I posted a thread here asking for advice on whether or not to send a message over facebook to a girl I have liked for years to ask if she wanted to meet up sometime. I sent it, and its been almost a week and I've had no reply despite her replying to stuff on her wall. I feel worse than I had imagined I would.

It has something to do with not getting a reply. I'd asked her out before and other various messages have gone back and forth, but she's never not replied. And I don't think that she couldn't have read the message, though it is possible.

But I have next to nothing to do with this girl. I don't think I've kissed her, we had a few conversations a very long time ago and thats it. There is nothing there...and yet all this time, I've had such strong feelings for her. Despite kissing, sleeping, and going out with other girls. Its never really had a negative impact on me - in fact meeting her encouraged me to actually start doing something with myself - now I'm looking to be a university lecturer or a doctor; and I don't think it would have happened if I hadn't met her.

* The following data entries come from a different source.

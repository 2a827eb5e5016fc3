//! Storage module for persisting catalog entries
//!
//! This module handles all database operations for the crawler, including:
//! - SQLite database initialization and schema management
//! - The dedup-aware upsert used by the crawl pipeline
//! - Cycle history for status reporting

mod schema;
mod sqlite;
mod traits;

pub use sqlite::SqliteStore;
pub use traits::{CatalogStore, StoreError, StoreResult};

use std::path::Path;

/// Initializes or opens a storage database
pub fn open_store(path: &Path) -> StoreResult<SqliteStore> {
    SqliteStore::new(path)
}

/// Represents a finished crawl cycle
#[derive(Debug, Clone)]
pub struct CycleRecord {
    pub id: i64,
    pub started_at: String,
    pub finished_at: Option<String>,
    pub status: CycleStatus,
    pub total_seen: u64,
    pub new_count: u64,
    pub updated_count: u64,
    pub skipped_count: u64,
    pub error_count: u64,
    pub last_index_key: Option<String>,
    pub total_records: Option<u64>,
}

/// Status of a finished crawl cycle
#[derive(Debug, Clone, Copy, PartialEq, Eq)]
pub enum CycleStatus {
    Completed,
    Cancelled,
}

impl CycleStatus {
    pub fn to_db_string(&self) -> &'static str {
        match self {
            Self::Completed => "completed",
            Self::Cancelled => "cancelled",
        }
    }

    pub fn from_db_string(s: &str) -> Option<Self> {
        match s {
            "completed" => Some(Self::Completed),
            "cancelled" => Some(Self::Cancelled),
            _ => None,
        }
    }
}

But these feelings are so strong that after I first met her I started writing a book about all the feelings I felt. I mean a novel. And everytime I saw her I'd get these massive....I don't know guys. I don't know what I can do to see her...I feel wretched about the whole thing. I just want to go away somewhere for a while, but this fucking feelings for her never seem to go away. And what can I do? I can't see her. I don't live in the same city as her any more. And if she were only in a social group of mine, if I could only have seen her on a regular basis she'd have fallen for me like they sometimes do...she even did for a while I think, even when she tried to talk to me, and I wasn't in the right state of mind those times....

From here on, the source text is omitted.